Pourquoi chaque pays devrait-il avoir droit à une part des revenus extraits des multinationales et des milliardaires de la planète ? Premièrement, parce que chaque être humain doit avoir un droit minimum et égal à la santé, à l'éducation et au développement. Ensuite, parce que la prospérité des pays riches n'existerait pas sans les pays pauvres : l'enrichissement occidental a toujours reposé sur la division internationale du travail et l'exploitation effrénée des ressources naturelles et humaines de la planète. Bien sûr, les pays riches pourraient, s'ils le souhaitaient, continuer à financer leurs agences de développement. Mais cela viendrait s'ajouter à ce droit irrévocable des pays pauvres à développer et construire leurs Etats.

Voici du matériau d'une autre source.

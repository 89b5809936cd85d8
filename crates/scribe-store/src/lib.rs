//! Keyed result store for Scribe.
//!
//! Every analysis Scribe produces is inserted into a [`ResultStore`] under an
//! identifier the store generates itself, and read back later by that
//! identifier. The store is append-only: there is no update or delete.
//!
//! # Storage Backends
//!
//! All backends implement the [`ResultStore`] trait:
//!
//! - [`InMemoryResultStore`] -- `RwLock<HashMap>` store, process-lifetime scoped
//!
//! # Design Rules
//!
//! 1. Keys are only ever produced by the store's own generator.
//! 2. `store` always creates a new key and never overwrites an existing one.
//! 3. `load` never mutates state.
//! 4. Both operations report through an [`Outcome`] and never panic on
//!    internal failure.
//! 5. The store never interprets payloads.

pub mod error;
pub mod memory;
pub mod outcome;
pub mod traits;

pub use error::{StoreError, StoreResult};
pub use memory::InMemoryResultStore;
pub use outcome::{Outcome, OutcomeStatus};
pub use traits::ResultStore;
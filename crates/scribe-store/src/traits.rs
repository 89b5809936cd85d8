use scribe_types::ObjectId;

use crate::outcome::Outcome;

/// Keyed, append-only container for analysis results.
///
/// All implementations must satisfy these invariants:
/// - `store` generates the key itself; callers never supply one.
/// - A returned key is never already present, so `store` never overwrites.
/// - `load` returns exactly the object stored under the key.
/// - Both operations are safe to call concurrently from any number of tasks.
/// - Internal failures are reported as [`Outcome::Error`], never by panicking.
pub trait ResultStore<T>: Send + Sync {
    /// Insert `obj` under a freshly generated id.
    ///
    /// Returns `Success` with the new id and no data, or `Error` with the
    /// empty id. A failed insertion leaves the store unchanged.
    fn store(&self, obj: T) -> Outcome<T>;

    /// Look up the object stored under `id`.
    ///
    /// Returns `NotFound` for any id this store never produced.
    fn load(&self, id: &ObjectId) -> Outcome<T>;
}
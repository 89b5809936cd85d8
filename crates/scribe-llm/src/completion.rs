use std::sync::Arc;

use async_trait::async_trait;

use crate::error::LlmResult;
use crate::schema::SchemaDescriptor;

/// A large language model completion backend.
///
/// Implementations must be `Send + Sync`: one instance serves every
/// concurrent analysis in a batch. Failures are returned as-is; nothing in
/// Scribe retries them.
#[async_trait]
pub trait Completion: Send + Sync {
    /// Provider name for logging.
    fn name(&self) -> &'static str;

    /// Run one completion and return the raw response content.
    ///
    /// `shape` describes the JSON document the response must conform to.
    async fn complete(
        &self,
        system: &str,
        user: &str,
        shape: &SchemaDescriptor,
    ) -> LlmResult<String>;
}

#[async_trait]
impl<C: Completion + ?Sized> Completion for Arc<C> {
    fn name(&self) -> &'static str {
        (**self).name()
    }

    async fn complete(
        &self,
        system: &str,
        user: &str,
        shape: &SchemaDescriptor,
    ) -> LlmResult<String> {
        (**self).complete(system, user, shape).await
    }
}
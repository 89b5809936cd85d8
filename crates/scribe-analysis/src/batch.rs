use std::fmt;
use std::sync::Arc;

use thiserror::Error;
use tokio::task::JoinHandle;
use tracing::{debug, error, info, instrument, warn};

use scribe_store::Outcome;
use scribe_types::AnalysisResponse;

use crate::error::ExecutorError;
use crate::executor::AnalysisExecutor;
use crate::SharedStore;

/// Lifecycle of one batch item.
///
/// `Pending -> Executing -> {Stored | ExecutionFailed | StoreFailed}`.
/// There are no transitions out of the three terminal states.
#[derive(Clone, Copy, Debug, PartialEq, Eq, Hash)]
pub enum ItemState {
    Pending,
    Executing,
    Stored,
    ExecutionFailed,
    StoreFailed,
}

impl ItemState {
    pub fn is_terminal(&self) -> bool {
        matches!(self, Self::Stored | Self::ExecutionFailed | Self::StoreFailed)
    }
}

impl fmt::Display for ItemState {
    fn fmt(&self, f: &mut fmt::Formatter<'_>) -> fmt::Result {
        match self {
            Self::Pending => write!(f, "pending"),
            Self::Executing => write!(f, "executing"),
            Self::Stored => write!(f, "stored"),
            Self::ExecutionFailed => write!(f, "execution_failed"),
            Self::StoreFailed => write!(f, "store_failed"),
        }
    }
}

/// Why a single batch item failed.
#[derive(Debug, Error)]
pub enum ItemFailure {
    /// The transcript was blank; the executor was never called.
    #[error("Transcript cannot be empty")]
    Validation,

    #[error(transparent)]
    Execution(#[from] ExecutorError),

    /// Carries the store's own message, which is logged but not displayed.
    #[error("Failed to store analysis")]
    Store(String),

    /// The item's task panicked or was cancelled by the runtime.
    #[error("analysis task aborted: {0}")]
    Aborted(String),
}

impl ItemFailure {
    /// Terminal state this failure leaves the item in.
    pub fn state(&self) -> ItemState {
        match self {
            Self::Store(_) => ItemState::StoreFailed,
            _ => ItemState::ExecutionFailed,
        }
    }
}

/// Result for one input position.
#[derive(Debug)]
pub struct ItemOutcome {
    pub index: usize,
    pub result: Result<AnalysisResponse, ItemFailure>,
}

impl ItemOutcome {
    pub fn state(&self) -> ItemState {
        match &self.result {
            Ok(_) => ItemState::Stored,
            Err(failure) => failure.state(),
        }
    }
}

/// Aggregate failure for the all-or-nothing batch contract.
///
/// Displays as the message of the reported item so callers see the same
/// text a single-item failure would produce.
#[derive(Debug, Error)]
#[error("{failure}")]
pub struct BatchError {
    /// Position of the reported failure.
    pub index: usize,
    pub failure: ItemFailure,
    /// How many items failed in total.
    pub failed: usize,
    pub total: usize,
}

/// Per-position outcomes of one batch run, in input order.
#[derive(Debug)]
pub struct BatchReport {
    items: Vec<ItemOutcome>,
}

impl BatchReport {
    pub fn items(&self) -> &[ItemOutcome] {
        &self.items
    }

    pub fn into_items(self) -> Vec<ItemOutcome> {
        self.items
    }

    pub fn len(&self) -> usize {
        self.items.len()
    }

    pub fn is_empty(&self) -> bool {
        self.items.is_empty()
    }

    pub fn failed_count(&self) -> usize {
        self.items.iter().filter(|i| i.result.is_err()).count()
    }

    /// Lowest input position that failed.
    pub fn first_failure(&self) -> Option<usize> {
        self.items.iter().position(|i| i.result.is_err())
    }

    /// Collapse into the all-or-nothing contract.
    ///
    /// Any failed item turns the whole batch into one [`BatchError`] for the
    /// lowest failing position. Items that succeeded stay in the store
    /// regardless and remain loadable by id.
    pub fn into_all_or_nothing(self) -> Result<Vec<AnalysisResponse>, BatchError> {
        let total = self.items.len();
        let failed = self.failed_count();
        let mut responses = Vec::with_capacity(total);
        for item in self.items {
            match item.result {
                Ok(response) => responses.push(response),
                Err(failure) => {
                    return Err(BatchError {
                        index: item.index,
                        failure,
                        failed,
                        total,
                    })
                }
            }
        }
        Ok(responses)
    }
}

/// Runs many transcript analyses concurrently and gathers their outcomes.
///
/// Every item is spawned onto the runtime immediately with no concurrency
/// cap. Items are independent: a failing item never cancels or alters its
/// siblings, and each success is stored as soon as its analysis finishes.
#[derive(Clone)]
pub struct BatchOrchestrator {
    executor: Arc<AnalysisExecutor>,
    store: SharedStore,
}

impl BatchOrchestrator {
    pub fn new(executor: Arc<AnalysisExecutor>, store: SharedStore) -> Self {
        Self { executor, store }
    }

    /// Analyze and store every transcript, returning one outcome per input.
    #[instrument(skip_all, fields(items = transcripts.len()))]
    pub async fn run(&self, transcripts: Vec<String>) -> BatchReport {
        let handles: Vec<(usize, JoinHandle<Result<AnalysisResponse, ItemFailure>>)> = transcripts
            .into_iter()
            .enumerate()
            .map(|(index, transcript)| {
                let executor = Arc::clone(&self.executor);
                let store = Arc::clone(&self.store);
                debug!(index, state = %ItemState::Pending, "item queued");
                let handle = tokio::spawn(async move {
                    process_item(&executor, &store, index, &transcript).await
                });
                (index, handle)
            })
            .collect();

        // All items are already running; awaiting in order only fixes the
        // order results are collected in.
        let mut items = Vec::with_capacity(handles.len());
        for (index, handle) in handles {
            let result = match handle.await {
                Ok(result) => result,
                Err(e) => {
                    error!(index, error = %e, "analysis task aborted");
                    Err(ItemFailure::Aborted(e.to_string()))
                }
            };
            items.push(ItemOutcome { index, result });
        }

        let report = BatchReport { items };
        info!(
            total = report.len(),
            failed = report.failed_count(),
            "batch complete"
        );
        report
    }
}

impl fmt::Debug for BatchOrchestrator {
    fn fmt(&self, f: &mut fmt::Formatter<'_>) -> fmt::Result {
        f.debug_struct("BatchOrchestrator")
            .field("executor", &self.executor)
            .finish()
    }
}

async fn process_item(
    executor: &AnalysisExecutor,
    store: &SharedStore,
    index: usize,
    transcript: &str,
) -> Result<AnalysisResponse, ItemFailure> {
    if transcript.trim().is_empty() {
        warn!(index, state = %ItemState::ExecutionFailed, "blank transcript");
        return Err(ItemFailure::Validation);
    }

    debug!(index, state = %ItemState::Executing, "analysis started");
    let analysis = match executor.analyze(transcript).await {
        Ok(analysis) => analysis,
        Err(e) => {
            warn!(index, state = %ItemState::ExecutionFailed, error = %e, "analysis failed");
            return Err(e.into());
        }
    };

    match store.store(analysis.clone()) {
        Outcome::Success { id, .. } => {
            debug!(index, id = %id, state = %ItemState::Stored, "analysis stored");
            Ok(AnalysisResponse::new(id, analysis))
        }
        other => {
            let message = other.message().unwrap_or("unknown store failure").to_string();
            warn!(index, state = %ItemState::StoreFailed, error = %message, "store failed");
            Err(ItemFailure::Store(message))
        }
    }
}
use std::sync::Arc;

use anyhow::Context;
use colored::Colorize;
use serde_json::json;

use scribe_analysis::{AnalysisService, BatchReport};
use scribe_llm::{Completion, OpenAiCompletion, ScriptedCompletion};
use scribe_server::handler::BatchReportView;
use scribe_server::{AppState, ScribeServer};
use scribe_store::InMemoryResultStore;
use scribe_types::{AnalysisResponse, TranscriptAnalysis};

use crate::cli::*;
use crate::config::ScribeConfig;

pub fn run_command(cli: Cli) -> anyhow::Result<()> {
    let mut config = ScribeConfig::load(cli.config.as_deref())?;
    if cli.verbose {
        config.logging.level = "debug".into();
    }
    config.logging.init();

    match cli.command {
        Command::Serve(args) => cmd_serve(config, args, cli.offline),
        Command::Analyze(args) => cmd_analyze(&config, args, cli.offline, cli.format),
        Command::Batch(args) => cmd_batch(&config, args, cli.offline, cli.format),
        Command::Config => cmd_config(&config),
    }
}

fn build_service(config: &ScribeConfig, offline: bool) -> anyhow::Result<AnalysisService> {
    let completion: Arc<dyn Completion> = if offline {
        Arc::new(offline_completion())
    } else {
        let client = OpenAiCompletion::from_config(&config.llm)
            .context("configuring completion backend (use --offline to run without one)")?;
        tracing::info!(model = client.model(), endpoint = client.endpoint(), "completion backend ready");
        Arc::new(client)
    };
    let store = Arc::new(InMemoryResultStore::<TranscriptAnalysis>::new());
    Ok(AnalysisService::new(completion, store))
}

fn runtime() -> anyhow::Result<tokio::runtime::Runtime> {
    tokio::runtime::Builder::new_multi_thread()
        .enable_all()
        .build()
        .context("starting async runtime")
}

fn cmd_serve(mut config: ScribeConfig, args: ServeArgs, offline: bool) -> anyhow::Result<()> {
    if let Some(bind) = args.bind {
        config.server.bind_addr = bind;
    }
    let service = build_service(&config, offline)?;
    let server = ScribeServer::new(config.server, AppState::new(service));
    println!(
        "{} Scribe listening on {}{}",
        "✓".green().bold(),
        server.config().bind_addr.to_string().bold(),
        if offline { " (offline)".yellow().to_string() } else { String::new() },
    );
    runtime()?.block_on(server.serve())?;
    Ok(())
}

fn cmd_analyze(
    config: &ScribeConfig,
    args: AnalyzeArgs,
    offline: bool,
    format: OutputFormat,
) -> anyhow::Result<()> {
    let service = build_service(config, offline)?;
    let response = service.analyze_blocking(&args.transcript)?;
    match format {
        OutputFormat::Json => println!("{}", serde_json::to_string_pretty(&response)?),
        OutputFormat::Text => print_analysis(&response),
    }
    Ok(())
}

fn cmd_batch(
    config: &ScribeConfig,
    args: BatchArgs,
    offline: bool,
    format: OutputFormat,
) -> anyhow::Result<()> {
    let mut transcripts = args.transcripts;
    if let Some(path) = &args.file {
        let text = std::fs::read_to_string(path)
            .with_context(|| format!("reading transcripts from {}", path.display()))?;
        transcripts.extend(text.lines().map(str::to_string));
    }

    let service = build_service(config, offline)?;
    let report = runtime()?.block_on(service.batch(transcripts))?;

    if args.report {
        match format {
            OutputFormat::Json => {
                let view = BatchReportView::from(report);
                println!("{}", serde_json::to_string_pretty(&view)?);
            }
            OutputFormat::Text => print_report(&report),
        }
        return Ok(());
    }

    let responses = report.into_all_or_nothing().map_err(|e| {
        anyhow::anyhow!(
            "batch failed at item {} ({} of {} failed): {}",
            e.index,
            e.failed,
            e.total,
            e
        )
    })?;
    match format {
        OutputFormat::Json => println!("{}", serde_json::to_string_pretty(&responses)?),
        OutputFormat::Text => {
            for response in &responses {
                print_analysis(response);
                println!();
            }
        }
    }
    Ok(())
}

fn cmd_config(config: &ScribeConfig) -> anyhow::Result<()> {
    let key = if config.llm.api_key.is_some() { "set" } else { "unset" };
    println!("{}", toml::to_string_pretty(config)?);
    println!("# OPENAI_API_KEY: {}", key);
    Ok(())
}

fn print_analysis(response: &AnalysisResponse) {
    println!("{} {}", "id:".bold(), response.id.cyan());
    println!("{} {}", "summary:".bold(), response.summary);
    if response.next_actions.is_empty() {
        println!("{} none", "next actions:".bold());
    } else {
        println!("{}", "next actions:".bold());
        for action in &response.next_actions {
            println!("  - {}", action);
        }
    }
}

fn print_report(report: &BatchReport) {
    for item in report.items() {
        let state = item.state().to_string();
        match &item.result {
            Ok(response) => println!(
                "[{}] {} {} {}",
                item.index,
                state.green(),
                response.id.cyan(),
                response.summary
            ),
            Err(failure) => println!("[{}] {} {}", item.index, state.red(), failure),
        }
    }
    println!(
        "{} of {} stored, {} failed",
        (report.len() - report.failed_count()).to_string().bold(),
        report.len(),
        report.failed_count().to_string().bold(),
    );
}

/// Local backend for `--offline`: the summary is the transcript's first
/// line, and every line mentioning "will" becomes a next action.
fn offline_completion() -> ScriptedCompletion {
    ScriptedCompletion::new(|_, user| {
        let transcript = embedded_transcript(user);
        let summary = transcript.lines().next().unwrap_or_default().trim();
        let next_actions: Vec<&str> = transcript
            .lines()
            .map(str::trim)
            .filter(|line| line.contains(" will "))
            .collect();
        Ok(json!({ "summary": summary, "next_actions": next_actions }).to_string())
    })
}

fn embedded_transcript(prompt: &str) -> &str {
    let mut parts = prompt.splitn(2, "\"\"\"");
    let _ = parts.next();
    let rest = parts.next().unwrap_or_default();
    rest.rsplit_once("\"\"\"")
        .map(|(body, _)| body)
        .unwrap_or(rest)
        .trim()
}
//! Layered configuration for the `scribe` binary.
//!
//! Defaults, then an optional TOML file, then environment variables.

use std::path::Path;

use anyhow::Context;
use serde::{Deserialize, Serialize};
use tracing_subscriber::EnvFilter;

use scribe_llm::LlmConfig;
use scribe_server::ServerConfig;

pub const DEFAULT_CONFIG_FILE: &str = "scribe.toml";

#[derive(Clone, Debug, Default, PartialEq, Serialize, Deserialize)]
pub struct ScribeConfig {
    #[serde(default)]
    pub server: ServerConfig,
    #[serde(default)]
    pub llm: LlmConfig,
    #[serde(default)]
    pub logging: LoggingConfig,
}

impl ScribeConfig {
    /// Load from `path`, or from `scribe.toml` in the working directory when
    /// no path is given and that file exists. Environment overrides apply last.
    pub fn load(path: Option<&Path>) -> anyhow::Result<Self> {
        let mut config = match path {
            Some(path) => Self::from_file(path)?,
            None if Path::new(DEFAULT_CONFIG_FILE).exists() => {
                Self::from_file(Path::new(DEFAULT_CONFIG_FILE))?
            }
            None => Self::default(),
        };
        config.llm.apply_env();
        config.apply_vars(|key| std::env::var(key).ok())?;
        Ok(config)
    }

    pub fn from_file(path: &Path) -> anyhow::Result<Self> {
        let text = std::fs::read_to_string(path)
            .with_context(|| format!("reading config file {}", path.display()))?;
        Self::from_toml(&text).with_context(|| format!("parsing config file {}", path.display()))
    }

    pub fn from_toml(text: &str) -> anyhow::Result<Self> {
        Ok(toml::from_str(text)?)
    }

    fn apply_vars(&mut self, lookup: impl Fn(&str) -> Option<String>) -> anyhow::Result<()> {
        if let Some(bind) = lookup("SCRIBE_BIND").filter(|v| !v.is_empty()) {
            self.server.bind_addr = bind
                .parse()
                .with_context(|| format!("invalid SCRIBE_BIND address {bind:?}"))?;
        }
        if let Some(level) = lookup("SCRIBE_LOG").filter(|v| !v.is_empty()) {
            self.logging.level = level;
        }
        Ok(())
    }
}

#[derive(Clone, Copy, Debug, Default, PartialEq, Eq, Serialize, Deserialize)]
#[serde(rename_all = "lowercase")]
pub enum LogFormat {
    #[default]
    Pretty,
    Json,
}

#[derive(Clone, Debug, PartialEq, Serialize, Deserialize)]
pub struct LoggingConfig {
    /// Default filter when `RUST_LOG` is unset.
    #[serde(default = "default_level")]
    pub level: String,
    #[serde(default)]
    pub format: LogFormat,
}

impl Default for LoggingConfig {
    fn default() -> Self {
        Self {
            level: default_level(),
            format: LogFormat::default(),
        }
    }
}

impl LoggingConfig {
    /// Install the global subscriber. Logs go to stderr so command output
    /// on stdout stays clean.
    pub fn init(&self) {
        let filter = EnvFilter::try_from_default_env()
            .unwrap_or_else(|_| EnvFilter::new(&self.level));
        let builder = tracing_subscriber::fmt()
            .with_env_filter(filter)
            .with_writer(std::io::stderr);
        // A subscriber may already be set (tests, embedding); keep it.
        let _ = match self.format {
            LogFormat::Pretty => builder.try_init(),
            LogFormat::Json => builder.json().try_init(),
        };
    }
}

fn default_level() -> String {
    "info".into()
}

Pour éviter que l'argent ne soit détourné, il faudrait aussi généraliser la lutte contre l'enrichissement illicite, que ce soit en Afrique, au Liban ou dans n'importe quel autre pays. Le système de circulation incontrôlée des capitaux et le manque de transparence financière imposés par le Nord depuis les années 1980 ont beaucoup contribué à saper le fragile processus de construction de l'État dans les pays du Sud, et il est temps d'y mettre un terme.
Dernier point : rien n'empêche chaque pays riche de commencer à allouer aux pays pauvres une fraction des impôts prélevés sur les multinationales et les milliardaires. Il est temps de capter le vent nouveau venu des États-Unis et de l'orienter dans le sens d'un souverainisme soutenu par des objectifs universalistes.

*Thomas Piketty est directeur de recherche à l'École des Hautes Études en Sciences Sociales et professeur à l'École d'économie de Paris. Auteur, entre autres livres, de Capitale au XNUMXème siècle (Intrinsèque).

Traduction: Aluisio Schumacher sur Portail Carta Maior.